For each line below with the word "FromRequest", write out a copy.

| Material for this exercise |
——

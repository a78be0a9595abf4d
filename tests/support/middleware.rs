use std::sync::Mutex;

use actix_web::body::EitherBody;
use actix_web::dev::{forward_ready, Payload, Service, ServiceRequest, ServiceResponse, Transform};
use actix_web::{web, Error, FromRequest, HttpMessage, HttpRequest, HttpResponse};
use futures::future::{ready, LocalBoxFuture, Ready};
use serde_json::json;
use wisecamp::models::Id;

use super::routes::MockError;
use super::token::{verify_token, Claims};
use super::MockState;

/// Records every request and rejects protected ones without a valid bearer token.
pub struct RequireToken;

impl<S, B> Transform<S, ServiceRequest> for RequireToken
where
    S: Service<ServiceRequest, Response = ServiceResponse<B>, Error = Error>,
    S::Future: 'static,
    B: 'static,
{
    type Response = ServiceResponse<EitherBody<B>>;
    type Error = Error;
    type Transform = RequireTokenService<S>;
    type InitError = ();
    type Future = Ready<Result<Self::Transform, Self::InitError>>;

    fn new_transform(&self, service: S) -> Self::Future {
        ready(Ok(RequireTokenService { service }))
    }
}

pub struct RequireTokenService<S> {
    service: S,
}

impl<S, B> Service<ServiceRequest> for RequireTokenService<S>
where
    S: Service<ServiceRequest, Response = ServiceResponse<B>, Error = Error>,
    S::Future: 'static,
    B: 'static,
{
    type Response = ServiceResponse<EitherBody<B>>;
    type Error = Error;
    type Future = LocalBoxFuture<'static, Result<Self::Response, Self::Error>>;

    forward_ready!(service);

    fn call(&self, req: ServiceRequest) -> Self::Future {
        let state = req.app_data::<web::Data<Mutex<MockState>>>().cloned();
        let revoked = match &state {
            Some(state) => {
                let mut state = state.lock().unwrap();
                state
                    .requests
                    .push(format!("{} {}", req.method(), req.path()));
                state.revoked
            }
            None => false,
        };

        if req.path().starts_with("/api/auth/") {
            let fut = self.service.call(req);
            return Box::pin(async move { fut.await.map(ServiceResponse::map_into_left_body) });
        }

        let token = req
            .headers()
            .get("Authorization")
            .and_then(|value| value.to_str().ok())
            .and_then(|value| value.strip_prefix("Bearer "));

        let verdict = match token {
            _ if revoked => Err("Token has been revoked".to_string()),
            Some(token) => verify_token(token),
            None => Err("Missing token".to_string()),
        };

        match verdict {
            Ok(claims) => {
                req.extensions_mut().insert(claims);
                let fut = self.service.call(req);
                Box::pin(async move { fut.await.map(ServiceResponse::map_into_left_body) })
            }
            Err(message) => {
                let response = HttpResponse::Unauthorized().json(json!({ "message": message }));
                Box::pin(ready(Ok(req.into_response(response).map_into_right_body())))
            }
        }
    }
}

/// The signed-in user's id, inserted by `RequireToken`.
#[derive(Debug, Clone, Copy)]
pub struct AuthUser(pub Id);

impl FromRequest for AuthUser {
    type Error = MockError;
    type Future = Ready<Result<Self, Self::Error>>;

    fn from_request(req: &HttpRequest, _payload: &mut Payload) -> Self::Future {
        match req.extensions().get::<Claims>() {
            Some(claims) => ready(Ok(AuthUser(claims.sub))),
            None => ready(Err(MockError::new(401, "Missing token"))),
        }
    }
}
use reqwest::Method;

use super::ApiClient;
use crate::error::AppError;
use crate::models::{
    AddMemberRequest, AuthResponse, Board, BoardInput, BoardMemberRequest, BoardPatch,
    BoardSummary, Card, CardInput, CardPatch, ColumnInput, Id, LoginRequest, MoveCardRequest,
    ProfilePatch, ProjectDetail, ProjectInput, ProjectSummary, RegisterRequest, User,
};

impl ApiClient {
    // Auth

    /// `POST /auth/login`. Exchanges credentials for a token and the user.
    pub async fn login(&self, credentials: &LoginRequest) -> Result<AuthResponse, AppError> {
        self.post("/auth/login", credentials).await
    }

    /// `POST /auth/register`. Creates an account and signs it in.
    pub async fn register(&self, profile: &RegisterRequest) -> Result<AuthResponse, AppError> {
        self.post("/auth/register", profile).await
    }

    // Projects

    /// `GET /projects`. Projects the user owns or belongs to.
    pub async fn get_projects(&self) -> Result<Vec<ProjectSummary>, AppError> {
        self.get("/projects").await
    }

    /// `GET /projects/:id` with members and boards.
    pub async fn get_project(&self, id: Id) -> Result<ProjectDetail, AppError> {
        self.get(&format!("/projects/{}", id)).await
    }

    /// `POST /projects`.
    pub async fn create_project(&self, input: &ProjectInput) -> Result<ProjectSummary, AppError> {
        self.post("/projects", input).await
    }

    /// `PUT /projects/:id`. Owner only.
    pub async fn update_project(
        &self,
        id: Id,
        input: &ProjectInput,
    ) -> Result<ProjectSummary, AppError> {
        self.put(&format!("/projects/{}", id), input).await
    }

    /// `DELETE /projects/:id`. Owner only.
    pub async fn delete_project(&self, id: Id) -> Result<(), AppError> {
        self.execute::<()>(Method::DELETE, &format!("/projects/{}", id), None)
            .await
    }

    /// `POST /projects/:id/members`, looking the user up by email.
    pub async fn add_project_member(&self, project_id: Id, email: &str) -> Result<(), AppError> {
        let body = AddMemberRequest {
            email: email.to_string(),
        };
        self.execute(
            Method::POST,
            &format!("/projects/{}/members", project_id),
            Some(&body),
        )
        .await
    }

    /// `DELETE /projects/:id/members/:userId`.
    pub async fn remove_project_member(&self, project_id: Id, user_id: Id) -> Result<(), AppError> {
        self.execute::<()>(
            Method::DELETE,
            &format!("/projects/{}/members/{}", project_id, user_id),
            None,
        )
        .await
    }

    // Boards

    /// `GET /boards`.
    pub async fn get_boards(&self) -> Result<Vec<BoardSummary>, AppError> {
        self.get("/boards").await
    }

    /// `GET /boards/:id` with columns and cards.
    pub async fn get_board(&self, id: Id) -> Result<Board, AppError> {
        self.get(&format!("/boards/{}", id)).await
    }

    /// `POST /boards`.
    pub async fn create_board(&self, input: &BoardInput) -> Result<Board, AppError> {
        self.post("/boards", input).await
    }

    /// `PUT /boards/:id`.
    pub async fn update_board(&self, id: Id, patch: &BoardPatch) -> Result<Board, AppError> {
        self.put(&format!("/boards/{}", id), patch).await
    }

    /// `DELETE /boards/:id`. Owner only.
    pub async fn delete_board(&self, id: Id) -> Result<(), AppError> {
        self.execute::<()>(Method::DELETE, &format!("/boards/{}", id), None)
            .await
    }

    /// `POST /boards/:id/members`.
    pub async fn add_board_member(&self, board_id: Id, user_id: Id) -> Result<(), AppError> {
        self.execute(
            Method::POST,
            &format!("/boards/{}/members", board_id),
            Some(&BoardMemberRequest { user_id }),
        )
        .await
    }

    /// `DELETE /boards/:id/members/:userId`.
    pub async fn remove_board_member(&self, board_id: Id, user_id: Id) -> Result<(), AppError> {
        self.execute::<()>(
            Method::DELETE,
            &format!("/boards/{}/members/{}", board_id, user_id),
            None,
        )
        .await
    }

    // Columns

    /// `POST /boards/:id/columns`.
    pub async fn create_column(&self, board_id: Id, input: &ColumnInput) -> Result<(), AppError> {
        self.execute(
            Method::POST,
            &format!("/boards/{}/columns", board_id),
            Some(input),
        )
        .await
    }

    /// `PUT /boards/:id/columns/:columnId`.
    pub async fn update_column(
        &self,
        board_id: Id,
        column_id: Id,
        input: &ColumnInput,
    ) -> Result<(), AppError> {
        self.execute(
            Method::PUT,
            &format!("/boards/{}/columns/{}", board_id, column_id),
            Some(input),
        )
        .await
    }

    /// `DELETE /boards/:id/columns/:columnId`.
    pub async fn delete_column(&self, board_id: Id, column_id: Id) -> Result<(), AppError> {
        self.execute::<()>(
            Method::DELETE,
            &format!("/boards/{}/columns/{}", board_id, column_id),
            None,
        )
        .await
    }

    // Cards

    /// `POST /cards`.
    pub async fn create_card(&self, input: &CardInput) -> Result<Card, AppError> {
        self.post("/cards", input).await
    }

    /// `PUT /cards/:id`.
    pub async fn update_card(&self, id: Id, patch: &CardPatch) -> Result<Card, AppError> {
        self.put(&format!("/cards/{}", id), patch).await
    }

    /// `DELETE /cards/:id`.
    pub async fn delete_card(&self, id: Id) -> Result<(), AppError> {
        self.execute::<()>(Method::DELETE, &format!("/cards/{}", id), None)
            .await
    }

    /// `PATCH /cards/:id/move`. The response body is not needed by callers.
    pub async fn move_card(&self, id: Id, request: &MoveCardRequest) -> Result<(), AppError> {
        self.execute(Method::PATCH, &format!("/cards/{}/move", id), Some(request))
            .await
    }

    // Users

    /// `GET /users`. Every account, used when project members are unavailable.
    pub async fn get_users(&self) -> Result<Vec<User>, AppError> {
        self.get("/users").await
    }

    /// `GET /users/me`.
    pub async fn get_current_user(&self) -> Result<User, AppError> {
        self.get("/users/me").await
    }

    /// `PUT /users/me`. An empty patch is rejected without a request.
    pub async fn update_current_user(&self, patch: &ProfilePatch) -> Result<User, AppError> {
        if patch == &ProfilePatch::default() {
            return Err(AppError::BadRequest("Nothing to update".into()));
        }
        self.put("/users/me", patch).await
    }
}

——

| Result below |
use actix_web::{web, Error, FromRequest, HttpMessage, HttpRequest, HttpResponse};
impl FromRequest for AuthUser {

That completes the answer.